We conjecture this phenomenon occurs due to the limitations of deep generative models. Therefore, the generated and edited images could have unnatural parts that raise human suspicion.
Q2: Trigger Compatibility Levels
Thank you for the comments. We would like to acknowledge that the compatibility level and its decision boundaries are not a data-driven decision (based on the experimented datasets), but rather based on existing insights from the literature (e.g., [1] stated common objects that are accidentally included might activate backdoors unintentionally, [2] stated JPEG compression that are commonly used may expose the implanted backdoor before deployment). In addition, the 50% threshold reflects the “assumption” that the trigger is likely to appear frequently in natural scenes. This is based on the expectation that the large-scale VQA model, having been trained on a large corpus of natural images, encodes common knowledge about the presence of the object in the real world.

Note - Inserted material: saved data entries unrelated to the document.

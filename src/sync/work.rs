// ABOUTME: Boxed work items and the executor that turns them into outcomes.
// ABOUTME: Errors and panics from work are captured, never propagated to the loop.

use std::any::Any;
use std::future::Future;
use std::panic::AssertUnwindSafe;

use futures::FutureExt;
use futures::future::BoxFuture;

use crate::error::{CoordinatorError, Outcome};

/// A deferred, possibly failing computation producing `T`.
pub(crate) type Work<T> = Box<dyn FnOnce() -> BoxFuture<'static, anyhow::Result<T>> + Send>;

/// Erase a caller-supplied closure into a [`Work`] item.
pub(crate) fn boxed<T, F, Fut>(work: F) -> Work<T>
where
    F: FnOnce() -> Fut + Send + 'static,
    Fut: Future<Output = anyhow::Result<T>> + Send + 'static,
{
    Box::new(move || work().boxed())
}

/// Run a work item to completion, capturing failures and panics.
pub(crate) async fn execute<T>(work: Work<T>) -> Outcome<T> {
    match AssertUnwindSafe(async move { work().await })
        .catch_unwind()
        .await
    {
        Ok(Ok(value)) => Ok(value),
        Ok(Err(error)) => Err(CoordinatorError::work_failed(error)),
        Err(panic) => Err(CoordinatorError::work_failed(anyhow::anyhow!(
            "work panicked: {}",
            panic_message(panic.as_ref())
        ))),
    }
}

fn panic_message(panic: &(dyn Any + Send)) -> &str {
    if let Some(message) = panic.downcast_ref::<&str>() {
        message
    } else if let Some(message) = panic.downcast_ref::<String>() {
        message
    } else {
        "unknown panic"
    }
}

Nevertheless, we truly appreciate and enjoy this constructive discussion with the reviewer, while believing that explicitly distinguishing these decision boundaries in the main paper may introduce unnecessary confusion to the readers, distracting them from the main contributions of our paper. Instead, trigger compatibility levels should act as a guideline for researchers/practitioners to select an appropriate trigger, should these scenarios occur with their datasets.
Thus, we will accordingly revise this section as follows: 1) we will clearly describe this metric as the guideline (instead of specific metric) for users of our framework, and 2) we will include detailed discussion, based on our discussion in the Appendix.

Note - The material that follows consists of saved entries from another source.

// ABOUTME: Construction-time configuration for the debounce and throttle coordinators.
// ABOUTME: Serializable so it can live in an application's config file (durations in ms).

use std::time::Duration;

use serde::{Deserialize, Serialize};

/// Configuration for a [`Debouncer`](crate::Debouncer).
#[derive(Debug, Clone, PartialEq, Eq, Serialize, Deserialize)]
pub struct DebounceConfig {
    /// Label recorded on log events.
    #[serde(default, skip_serializing_if = "Option::is_none")]
    pub name: Option<String>,

    /// Quiet period required after the last submission.
    #[serde(rename = "interval_ms", with = "millis")]
    pub interval: Duration,

    /// Ceiling on the time since the first submission of a batch.
    /// `None` means unbounded.
    #[serde(
        default,
        rename = "max_delay_ms",
        with = "millis_opt",
        skip_serializing_if = "Option::is_none"
    )]
    pub max_delay: Option<Duration>,
}

impl DebounceConfig {
    pub fn new(interval: Duration) -> Self {
        Self {
            name: None,
            interval,
            max_delay: None,
        }
    }

    pub fn with_max_delay(mut self, max_delay: Duration) -> Self {
        self.max_delay = Some(max_delay);
        self
    }

    pub fn with_name(mut self, name: impl Into<String>) -> Self {
        self.name = Some(name.into());
        self
    }

    pub(crate) fn label(&self) -> &str {
        self.name.as_deref().unwrap_or("debounce")
    }
}

/// Where a throttle cooldown is measured from.
#[derive(Debug, Clone, Copy, Default, PartialEq, Eq, Serialize, Deserialize)]
#[serde(rename_all = "snake_case")]
pub enum AnchorMode {
    /// `interval` runs from the start of the previous execution.
    #[default]
    FromStart,
    /// `interval` runs from the completion of the previous execution.
    FromCompletion,
}

/// How a throttle treats calls that arrive while busy or cooling down.
#[derive(Debug, Clone, Copy, Default, PartialEq, Eq, Serialize, Deserialize)]
#[serde(rename_all = "snake_case")]
pub enum ThrottleMode {
    /// Keep the latest call and run it when the cooldown ends. Callers in the
    /// same window share that execution's result.
    #[default]
    Trailing,
    /// Join the current window: callers receive the result of the execution
    /// that opened it and their own work is dropped.
    Leading,
}

/// Configuration for a [`Throttler`](crate::Throttler).
#[derive(Debug, Clone, PartialEq, Eq, Serialize, Deserialize)]
pub struct ThrottleConfig {
    /// Label recorded on log events.
    #[serde(default, skip_serializing_if = "Option::is_none")]
    pub name: Option<String>,

    /// Minimum spacing between executions.
    #[serde(rename = "interval_ms", with = "millis")]
    pub interval: Duration,

    #[serde(default)]
    pub anchor: AnchorMode,

    /// Skip the cooldown after a failed execution.
    #[serde(default)]
    pub reset_on_failure: bool,

    #[serde(default)]
    pub mode: ThrottleMode,
}

impl ThrottleConfig {
    pub fn new(interval: Duration) -> Self {
        Self {
            name: None,
            interval,
            anchor: AnchorMode::default(),
            reset_on_failure: false,
            mode: ThrottleMode::default(),
        }
    }

    pub fn with_anchor(mut self, anchor: AnchorMode) -> Self {
        self.anchor = anchor;
        self
    }

    pub fn with_reset_on_failure(mut self, reset: bool) -> Self {
        self.reset_on_failure = reset;
        self
    }

    pub fn with_mode(mut self, mode: ThrottleMode) -> Self {
        self.mode = mode;
        self
    }

    pub fn with_name(mut self, name: impl Into<String>) -> Self {
        self.name = Some(name.into());
        self
    }

    pub(crate) fn label(&self) -> &str {
        self.name.as_deref().unwrap_or("throttle")
    }
}

mod millis {
    use std::time::Duration;

    use serde::{Deserialize, Deserializer, Serializer};

    pub fn serialize<S: Serializer>(value: &Duration, serializer: S) -> Result<S::Ok, S::Error> {
        serializer.serialize_u64(u64::try_from(value.as_millis()).unwrap_or(u64::MAX))
    }

    pub fn deserialize<'de, D: Deserializer<'de>>(deserializer: D) -> Result<Duration, D::Error> {
        u64::deserialize(deserializer).map(Duration::from_millis)
    }
}

mod millis_opt {
    use std::time::Duration;

    use serde::{Deserialize, Deserializer, Serializer};

    pub fn serialize<S: Serializer>(
        value: &Option<Duration>,
        serializer: S,
    ) -> Result<S::Ok, S::Error> {
        match value {
            Some(duration) => super::millis::serialize(duration, serializer),
            None => serializer.serialize_none(),
        }
    }

    pub fn deserialize<'de, D: Deserializer<'de>>(
        deserializer: D,
    ) -> Result<Option<Duration>, D::Error> {
        Ok(Option::<u64>::deserialize(deserializer)?.map(Duration::from_millis))
    }
}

Q4: Details of compression algorithm
Thank you for the comments, we’ll include such a discussion in the supplementary material.
Q10: Phrasing of L355-357
Thank you for the comments, we’ll revise the statement accordingly in the main paper.

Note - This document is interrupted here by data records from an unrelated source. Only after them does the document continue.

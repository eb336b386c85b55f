// ABOUTME: Throttle coordinator: runs work at most once per interval.
// ABOUTME: Calls made while executing or cooling down share one coalesced execution.

use std::future::Future;
use std::sync::Arc;
use std::time::Duration;

use parking_lot::Mutex;
use tokio::runtime::Handle;
use tokio::sync::Notify;
use tokio::time::Instant;
use tracing::{debug, trace, warn};

use crate::config::{AnchorMode, ThrottleConfig, ThrottleMode};
use crate::error::{CoordinatorError, Outcome};
use crate::sync::{self, CellWriter, Lifecycle, ResultCell, Stopwatch, Work};

/// Observable state of a [`Throttler`].
#[derive(Clone, Copy, PartialEq, Eq, Debug)]
pub enum ThrottleStatus {
    /// The next call runs immediately.
    Idle,
    /// An execution is in flight.
    Executing,
    /// Waiting out the interval after an execution.
    Cooldown,
}

impl std::fmt::Display for ThrottleStatus {
    fn fmt(&self, f: &mut std::fmt::Formatter<'_>) -> std::fmt::Result {
        match self {
            ThrottleStatus::Idle => write!(f, "idle"),
            ThrottleStatus::Executing => write!(f, "executing"),
            ThrottleStatus::Cooldown => write!(f, "cooldown"),
        }
    }
}

#[derive(Clone, Copy, Debug)]
enum Phase {
    Idle,
    Executing,
    Cooldown { until: Instant },
}

/// Latest call deferred to the next slot.
struct PendingCall<T> {
    work: Work<T>,
    writer: CellWriter<T>,
}

struct ThrottleState<T> {
    lifecycle: Lifecycle,
    phase: Phase,
    since_invocation: Stopwatch,
    /// Cell of the in-flight or most recent execution (leading mode).
    current: Option<ResultCell<T>>,
    pending: Option<PendingCall<T>>,
}

impl<T> ThrottleState<T> {
    fn status(&self) -> ThrottleStatus {
        match self.phase {
            Phase::Idle => ThrottleStatus::Idle,
            Phase::Executing => ThrottleStatus::Executing,
            Phase::Cooldown { until } if Instant::now() < until => ThrottleStatus::Cooldown,
            // The driver has not yet promoted the deferred call.
            Phase::Cooldown { .. } if self.pending.is_some() => ThrottleStatus::Cooldown,
            Phase::Cooldown { .. } => ThrottleStatus::Idle,
        }
    }
}

struct Inner<T> {
    config: ThrottleConfig,
    state: Mutex<ThrottleState<T>>,
    /// Wakes the driver out of its cooldown on disposal.
    shutdown: Notify,
    /// Held for the duration of every execution.
    gate: tokio::sync::Mutex<()>,
}

impl<T> Inner<T> {
    fn dispose_locked(&self, state: &mut ThrottleState<T>) {
        if !state.lifecycle.dispose() {
            return;
        }
        debug!(coordinator = self.config.label(), "throttler disposed");
        self.shutdown.notify_one();
    }

    fn is_disposed(&self) -> bool {
        self.state.lock().lifecycle.is_disposed()
    }

    /// When the window opened by the execution that just finished closes.
    fn cooldown_deadline(&self, state: &mut ThrottleState<T>, failed: bool) -> Instant {
        let now = Instant::now();
        if failed && self.config.reset_on_failure {
            state.since_invocation.reset();
            return now;
        }
        match self.config.anchor {
            AnchorMode::FromStart => deadline_after(
                state.since_invocation.anchor().unwrap_or(now),
                self.config.interval,
            ),
            AnchorMode::FromCompletion => {
                state.since_invocation.restart();
                deadline_after(now, self.config.interval)
            }
        }
    }
}

/// Roughly 30 years; stands in for an interval too large to represent.
const FAR_FUTURE: Duration = Duration::from_secs(86400 * 365 * 30);

/// `start + interval`, saturating to a far-future instant on overflow.
fn deadline_after(start: Instant, interval: Duration) -> Instant {
    start
        .checked_add(interval)
        .unwrap_or_else(|| Instant::now() + FAR_FUTURE)
}

/// Throttle coordinator.
///
/// The first call while idle runs at once. After each execution the
/// throttler cools down for `interval`, measured from the execution's start
/// or completion depending on [`AnchorMode`]. What happens to calls made
/// while executing or cooling down depends on [`ThrottleMode`]:
///
/// - **Trailing:** the latest such call is kept and runs as soon as the
///   cooldown ends. Every caller of that window shares its result.
/// - **Leading:** such calls join the window's execution and receive its
///   result; their own work is dropped.
///
/// With `reset_on_failure`, a failed execution ends its cooldown at once.
///
/// Dropping the throttler disposes it. A trailing call still waiting for its
/// slot at that point is not run and its waiters do not complete; use
/// [`flush_and_dispose`](Throttler::flush_and_dispose) to run it instead.
pub struct Throttler<T> {
    inner: Arc<Inner<T>>,
}

impl<T> Throttler<T> {
    /// Stop accepting work. Idempotent.
    pub fn dispose(&self) {
        let mut state = self.inner.state.lock();
        self.inner.dispose_locked(&mut state);
    }

    pub fn is_disposed(&self) -> bool {
        self.inner.is_disposed()
    }

    pub fn status(&self) -> ThrottleStatus {
        self.inner.state.lock().status()
    }

    pub fn config(&self) -> &ThrottleConfig {
        &self.inner.config
    }
}

impl<T> Drop for Throttler<T> {
    fn drop(&mut self) {
        self.dispose();
    }
}

impl<T> Throttler<T>
where
    T: Clone + Send + Sync + 'static,
{
    /// Create a trailing throttler measuring `interval` from each start.
    pub fn new(interval: Duration) -> Self {
        Self::with_config(ThrottleConfig::new(interval))
    }

    pub fn with_config(config: ThrottleConfig) -> Self {
        Self {
            inner: Arc::new(Inner {
                config,
                state: Mutex::new(ThrottleState {
                    lifecycle: Lifecycle::Active,
                    phase: Phase::Idle,
                    since_invocation: Stopwatch::new(),
                    current: None,
                    pending: None,
                }),
                shutdown: Notify::new(),
                gate: tokio::sync::Mutex::new(()),
            }),
        }
    }

    /// Run `work` now if idle, otherwise coalesce it into the current window.
    ///
    /// Returns the shared result cell for whichever execution will answer
    /// this call. Returns `Err(CoordinatorError::Disposed)` after disposal.
    pub fn throttle<F, Fut>(&self, work: F) -> Result<ResultCell<T>, CoordinatorError>
    where
        F: FnOnce() -> Fut + Send + 'static,
        Fut: Future<Output = anyhow::Result<T>> + Send + 'static,
    {
        let mut state = self.inner.state.lock();
        state.lifecycle.ensure_active()?;
        let label = self.inner.config.label();

        match self.inner.config.mode {
            ThrottleMode::Trailing if !matches!(state.phase, Phase::Idle) => {
                if let Some(pending) = state.pending.as_mut() {
                    pending.work = sync::boxed(work);
                    trace!(coordinator = label, "pending call replaced");
                    return Ok(pending.writer.subscribe());
                }
                let (writer, cell) = sync::channel();
                state.pending = Some(PendingCall {
                    work: sync::boxed(work),
                    writer,
                });
                trace!(coordinator = label, "call deferred to next slot");
                return Ok(cell);
            }
            ThrottleMode::Leading if state.status() != ThrottleStatus::Idle => {
                if let Some(current) = state.current.as_ref() {
                    trace!(coordinator = label, "call joined current window");
                    return Ok(current.clone());
                }
            }
            _ => {}
        }

        let runtime = Handle::try_current().map_err(|_| CoordinatorError::NoRuntime)?;
        let (writer, cell) = sync::channel();
        state.phase = Phase::Executing;
        state.since_invocation.restart();
        state.current = Some(cell.clone());
        drop(state);

        debug!(coordinator = label, "throttled execution started");
        runtime.spawn(drive(Arc::clone(&self.inner), sync::boxed(work), writer));
        Ok(cell)
    }

    /// Throttle work and discard the result cell.
    pub fn throttle_detached<F, Fut>(&self, work: F) -> Result<(), CoordinatorError>
    where
        F: FnOnce() -> Fut + Send + 'static,
        Fut: Future<Output = anyhow::Result<T>> + Send + 'static,
    {
        self.throttle(work).map(drop)
    }

    /// Throttle work and wait for the outcome of the execution answering it.
    ///
    /// Returns `Err(CoordinatorError::Cancelled)` if `cancel` completes first.
    /// The execution itself is not cancelled.
    pub async fn throttle_with_cancel<F, Fut, C>(&self, work: F, cancel: C) -> Outcome<T>
    where
        F: FnOnce() -> Fut + Send + 'static,
        Fut: Future<Output = anyhow::Result<T>> + Send + 'static,
        C: Future<Output = ()>,
    {
        let cell = self.throttle(work)?;
        cell.wait_with_cancel(cancel).await
    }

    /// Run the deferred call now, skipping the rest of the cooldown, then dispose.
    ///
    /// Waits for an in-flight execution to finish first. Returns
    /// `Ok(None)` without invoking anything if no call was deferred.
    pub async fn flush_and_dispose(&self) -> Outcome<Option<T>> {
        let pending = {
            let mut state = self.inner.state.lock();
            let pending = state.pending.take();
            self.inner.dispose_locked(&mut state);
            pending
        };

        let Some(PendingCall { work, writer }) = pending else {
            return Ok(None);
        };

        debug!(coordinator = self.inner.config.label(), "flushing deferred call");
        let outcome = {
            let _gate = self.inner.gate.lock().await;
            sync::execute(work).await
        };
        writer.complete(outcome.clone());
        outcome.map(Some)
    }
}

/// Run an execution, cool down, and promote deferred calls until none remain.
async fn drive<T>(inner: Arc<Inner<T>>, mut work: Work<T>, mut writer: CellWriter<T>)
where
    T: Send + Sync + 'static,
{
    let label = inner.config.label();

    loop {
        let outcome = {
            let _gate = inner.gate.lock().await;
            sync::execute(work).await
        };
        let failed = outcome.is_err();
        if let Err(error) = &outcome {
            warn!(coordinator = label, %error, "throttled work failed");
        }

        let until = {
            let mut state = inner.state.lock();
            let until = inner.cooldown_deadline(&mut state, failed);
            state.phase = Phase::Cooldown { until };
            if failed && inner.config.reset_on_failure {
                state.current = None;
            }
            until
        };
        writer.complete(outcome);

        if inner.config.mode == ThrottleMode::Leading {
            return;
        }

        trace!(coordinator = label, "cooldown entered");
        loop {
            tokio::select! {
                () = tokio::time::sleep_until(until) => break,
                () = inner.shutdown.notified() => {
                    if inner.is_disposed() {
                        break;
                    }
                }
            }
        }

        let next = {
            let mut state = inner.state.lock();
            if state.lifecycle.is_disposed() {
                state.phase = Phase::Idle;
                return;
            }
            match state.pending.take() {
                Some(next) => {
                    state.phase = Phase::Executing;
                    state.since_invocation.restart();
                    state.current = Some(next.writer.subscribe());
                    next
                }
                None => {
                    state.phase = Phase::Idle;
                    return;
                }
            }
        };

        debug!(coordinator = label, "deferred call promoted");
        work = next.work;
        writer = next.writer;
    }
}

We appreciate your comments and are happy to discuss further. We hope that these discussions will contribute to your consideration.
References:
[1] Wenger, E. et al. (2022). Finding naturally occurring physical backdoors in image datasets. NeurIPS
[2] Duan, Q. et al. (2024). Conditional Backdoor Attack via JPEG Compression. AAAI
Thank you once again for the detailed responses through the review period, which have updated me positively on the method's novelty and relevance. I have no further questions for the authors.
Thank you for your supportive feedback. We’re encouraged to know that our responses have addressed the earlier concerns. We sincerely appreciate your thoughtful review and would be grateful for your kind consideration moving forward.
This paper proposes a new backdoor attack called TriggerCraft for creating physically realizable trojan backdoors. It automates: (1) trigger suggestion via VQA to propose plausible physical objects; (2) trigger insertion by editing or generating images using diffusion models; and (3) sample filtering through a multimodal reward model with rejection sampling. Synthetic backdoor datasets produced this way yield high attack success rates and similarly evade defenses, performing on par with models trained on manually collected physical trigger data.
Proposing a physically realizable backdoor attack is indeed interesting. However, as pointed out by reviewers, the motivation of the approach is not fully clear. It would be interesting to study its relation to real physical backdoors more. Also, in general, the attack is easier than the defence. It would be nice to propose a defence algorithm for the proposed attack. Finally, the writing of the paper could be further improved, and it requires major revision. Thus, I encourage the authors to revise the paper based on the reviewers’ comments and resubmit it to a future venue.